I was driving down a freeway when I heard that Pittsburgh Bishop Robert Duncan had been voted out of the Episcopal House of Bishops today. It was past 6 p.m.; I had a pouty 3-year-old in the back seat and I could not even pull aside to take down the phone number of the upcoming press-conference-by-phone happening in a few minutes.
Very briefly, Robert Duncan is probably the top conservative Episcopal bishop in America today. His diocese voted last year to leave the denomination, taking zillions of dollars worth of property with them of course. Their second and final vote on the matter is Oct. 4 in Pittsburgh. The presiding bishop of the Episcopal Church, Katharine Jefforts Schori, announced only a few days ago that a meeting of the Episcopal House of Bishops in Salt Lake City, originally scheduled for reflections on this summer’s Lambeth Conference in England, would include a vote to unseat Bishop Duncan.
The problem with this last minute course of action is that she does not have the canonically mandated number of bishops needed to vote out a sitting fellow bishop. As I explained in a previous blog, she found a way around this problem and, after two days of closed-door sessions, got a 2-1 vote affirming that the Pittsburgh bishop had “abandoned the communion of the Church.”
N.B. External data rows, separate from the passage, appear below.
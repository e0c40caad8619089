//! # warc-batch - WARC 归档批处理
//!
//! 递归发现输入目录中的 `.warc` / `.warc.gz` 文件，在有界 worker 池中
//! 对每个文件调用外部转换程序，并实时汇总进度（吞吐、ETA、成功/失败计数）。
//!
//! ## 退出码
//! - `0`: 全部作业成功
//! - `1`: 任一作业失败、被取消，或预检失败
//! - `2`: 参数错误（由 clap 输出用法）
//!
//! ## 依赖关系
//! ```text
//! main.rs
//!   ├── cli/        (命令行参数定义)
//!   ├── commands/   (命令执行逻辑)
//!   │     └── batch/     (枚举、调度、执行、聚合)
//!   ├── models/     (数据模型)
//!   ├── utils/      (输出、格式化、日志)
//!   └── error.rs    (错误处理)
//! ```

mod batch;
mod cli;
mod commands;
mod error;
mod models;
mod utils;

use clap::Parser;
use cli::Cli;
use std::process::ExitCode;

fn main() -> ExitCode {
    // Initialize colored output for Windows compatibility
    #[cfg(windows)]
    colored::control::set_virtual_terminal(true).ok();

    let cli = Cli::parse();
    utils::logging::init(cli.run.verbose);

    match commands::run(cli) {
        Ok(summary) if summary.is_success() => ExitCode::SUCCESS,
        Ok(_) => ExitCode::from(1),
        Err(e) => {
            utils::output::print_error(&format!("{}", e));
            ExitCode::from(1)
        }
    }
}
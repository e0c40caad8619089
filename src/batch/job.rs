//! # 单作业执行器
//!
//! 对一个输入文件执行一次转换，并恰好发送一个 `JobResult`。
//!
//! ## 功能
//! - 探测输入大小
//! - 创建输出父目录（幂等）
//! - 调用转换，将任何失败（含 panic）转为 `Outcome::Error`
//!
//! ## 依赖关系
//! - 被 `batch/runner.rs` 调用
//! - 使用 `batch/transform.rs`, `utils/fs.rs`

use crate::batch::cancel::CancelToken;
use crate::batch::transform::Transform;
use crate::error::{BatchError, Result};
use crate::models::{InputFile, JobResult, Outcome};
use crate::utils::fs::size_of;

use crossbeam::channel::Sender;
use std::fs;
use std::panic::{self, AssertUnwindSafe};
use std::path::{Path, PathBuf};
use tracing::{debug, warn};

/// 单作业执行器，在所有 worker 间共享
pub struct JobRunner<'a> {
    transform: &'a dyn Transform,
    output_root: PathBuf,
    output_ext: String,
    cancel: CancelToken,
}

impl<'a> JobRunner<'a> {
    pub fn new(
        transform: &'a dyn Transform,
        output_root: impl Into<PathBuf>,
        output_ext: impl Into<String>,
        cancel: CancelToken,
    ) -> Self {
        Self {
            transform,
            output_root: output_root.into(),
            output_ext: output_ext.into(),
            cancel,
        }
    }

    /// 执行作业并将结果发送到结果通道，返回作业结果状态
    ///
    /// 无论成功与否都会发送。
    pub fn run(&self, input: &InputFile, results: &Sender<JobResult>) -> Outcome {
        let result = self.execute(input);
        let outcome = result.outcome.clone();
        if results.send(result).is_err() {
            warn!(id = %input.relative, "result channel closed, dropping result");
        }
        outcome
    }

    /// 执行作业，不会向外传播错误或 panic
    pub fn execute(&self, input: &InputFile) -> JobResult {
        let (size, sized) = match size_of(&input.path) {
            Ok(size) => (size, Ok(())),
            Err(e) => (input.size, Err(e)),
        };

        let output = input.output_path(&self.output_root, &self.output_ext);
        let attempt = sized.and_then(|_| self.invoke(&input.path, &output));

        let outcome = match attempt {
            Ok(()) => Outcome::Success,
            Err(e) => Outcome::Error(e.to_string()),
        };
        debug!(id = %input.relative, size, ?outcome, "job finished");

        JobResult {
            id: input.relative.clone(),
            size,
            outcome,
        }
    }

    fn invoke(&self, input: &Path, output: &Path) -> Result<()> {
        if let Some(parent) = output.parent() {
            fs::create_dir_all(parent).map_err(|e| BatchError::FileWriteError {
                path: parent.display().to_string(),
                source: e,
            })?;
        }

        panic::catch_unwind(AssertUnwindSafe(|| {
            self.transform.transform(input, output, &self.cancel)
        }))
        .unwrap_or_else(|_| {
            Err(BatchError::TransformFailed {
                command: "transform".to_string(),
                detail: "panicked".to_string(),
            })
        })
    }
}
//! # 作业数据模型
//!
//! - `InputFile`: 枚举阶段发现的输入文件，运行期间不可变
//! - `JobResult`: 每个作业恰好产生一个，经结果通道移交给聚合器
//! - `RunTotals`: 运行统计，仅由聚合器修改
//!
//! ## 依赖关系
//! - 被 `batch/` 各模块使用
//! - 无外部模块依赖

use std::path::{Path, PathBuf};

/// 待处理的输入文件
#[derive(Debug, Clone, PartialEq, Eq)]
pub struct InputFile {
    /// 绝对路径
    pub path: PathBuf,
    /// 相对输入根目录的路径，用于派生输出路径
    pub rel_path: PathBuf,
    /// 显示用标识（`/` 分隔，非 UTF-8 部分有损替换）
    pub relative: String,
    /// 文件大小（字节）
    pub size: u64,
}

impl InputFile {
    pub fn new(path: impl Into<PathBuf>, rel_path: impl Into<PathBuf>, size: u64) -> Self {
        let rel_path = rel_path.into();
        InputFile {
            path: path.into(),
            relative: display_id(&rel_path),
            rel_path,
            size,
        }
    }

    /// 派生输出路径: `<output_root>/<rel_path>.<ext>`
    ///
    /// 在原始 `OsString` 上追加后缀，不经过有损转换；
    /// 追加而不是替换扩展名，`a.warc` 与 `a.warc.gz` 不会落到同一输出。
    pub fn output_path(&self, output_root: &Path, ext: &str) -> PathBuf {
        let mut name = self.rel_path.clone().into_os_string();
        name.push(".");
        name.push(ext);
        output_root.join(name)
    }
}

/// 相对路径的显示标识，统一使用 `/` 分隔
fn display_id(rel_path: &Path) -> String {
    rel_path
        .components()
        .map(|c| c.as_os_str().to_string_lossy())
        .collect::<Vec<_>>()
        .join("/")
}

/// 单个作业的结果
#[derive(Debug, Clone, PartialEq, Eq)]
pub enum Outcome {
    Success,
    /// 失败原因（单行）
    Error(String),
}

impl Outcome {
    pub fn is_success(&self) -> bool {
        matches!(self, Outcome::Success)
    }
}

/// 进度事件：作业完成后发送给聚合器
#[derive(Debug, Clone, PartialEq, Eq)]
pub struct JobResult {
    pub id: String,
    pub size: u64,
    pub outcome: Outcome,
}

/// 运行统计
///
/// 不变量: `processed == succeeded + errored`，`processed <= total_files`，
/// `bytes_processed` 单调不减。
#[derive(Debug, Clone, Default, PartialEq, Eq)]
pub struct RunTotals {
    pub total_files: usize,
    pub total_bytes: u64,
    pub processed: usize,
    pub succeeded: usize,
    pub errored: usize,
    pub bytes_processed: u64,
    pub elapsed_secs: u64,
}

impl RunTotals {
    pub fn new(total_files: usize, total_bytes: u64) -> Self {
        RunTotals {
            total_files,
            total_bytes,
            ..Default::default()
        }
    }

    /// 记录一个作业结果，超出总数的结果被忽略并返回 false
    pub fn record(&mut self, result: &JobResult) -> bool {
        if self.processed >= self.total_files {
            return false;
        }
        self.processed += 1;
        match result.outcome {
            Outcome::Success => self.succeeded += 1,
            Outcome::Error(_) => self.errored += 1,
        }
        self.bytes_processed = self.bytes_processed.saturating_add(result.size);
        true
    }

    /// 完成百分比（整数截断），空输入视为 100%
    pub fn percent(&self) -> u64 {
        if self.total_files == 0 {
            return 100;
        }
        (self.processed as u64 * 100) / self.total_files as u64
    }

    /// 当前速率（字节/秒）
    pub fn rate(&self) -> u64 {
        compute_rate(self.bytes_processed, self.elapsed_secs)
    }

    /// 预计剩余时间（秒）
    pub fn eta_secs(&self) -> u64 {
        compute_eta(self.bytes_processed, self.total_bytes, self.elapsed_secs)
    }

    /// 全程平均速率: `total_bytes / (elapsed + 1)`
    pub fn average_rate(&self) -> u64 {
        self.total_bytes / (self.elapsed_secs + 1)
    }

    pub fn is_complete(&self) -> bool {
        self.processed >= self.total_files
    }
}

/// 速率 = 已处理字节 / 已用秒数（整数截断），elapsed 为 0 时返回 0
pub fn compute_rate(bytes_processed: u64, elapsed_secs: u64) -> u64 {
    if elapsed_secs == 0 {
        return 0;
    }
    bytes_processed / elapsed_secs
}

/// ETA = 剩余字节 / 速率
///
/// 已处理为 0、elapsed 为 0 或速率截断为 0 时返回 0。
pub fn compute_eta(processed_bytes: u64, total_bytes: u64, elapsed_secs: u64) -> u64 {
    if processed_bytes == 0 || elapsed_secs == 0 {
        return 0;
    }
    let rate = compute_rate(processed_bytes, elapsed_secs);
    if rate == 0 {
        return 0;
    }
    total_bytes.saturating_sub(processed_bytes) / rate
}

/// 运行结束后的汇总
#[derive(Debug, Clone, Default)]
pub struct RunSummary {
    pub totals: RunTotals,
    /// 因取消而未启动的作业数
    pub cancelled: usize,
    /// 失败详情 (相对标识, 原因)
    pub failures: Vec<(String, String)>,
}

impl RunSummary {
    /// 全部作业成功且无取消
    pub fn is_success(&self) -> bool {
        self.totals.errored == 0 && self.cancelled == 0
    }
}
Normally it takes months, if not years to remove a bishop. We all remember the 1996 ecclesiastical trial surrounding former Newark Bishop Walter Righter because of his insistence on ordaining a non-celibate homosexual man to the priesthood in 1990. It took close to a year to organize and the charges were dismissed, not because he was innocent (he was guilty) but because the court said the denomination had no core doctrine against ordaining gays. The process involving Bishop Duncan happened at warp speed with no church trial. His lawyer has already put out a statement saying at least three canon laws were violated in Salt Lake City.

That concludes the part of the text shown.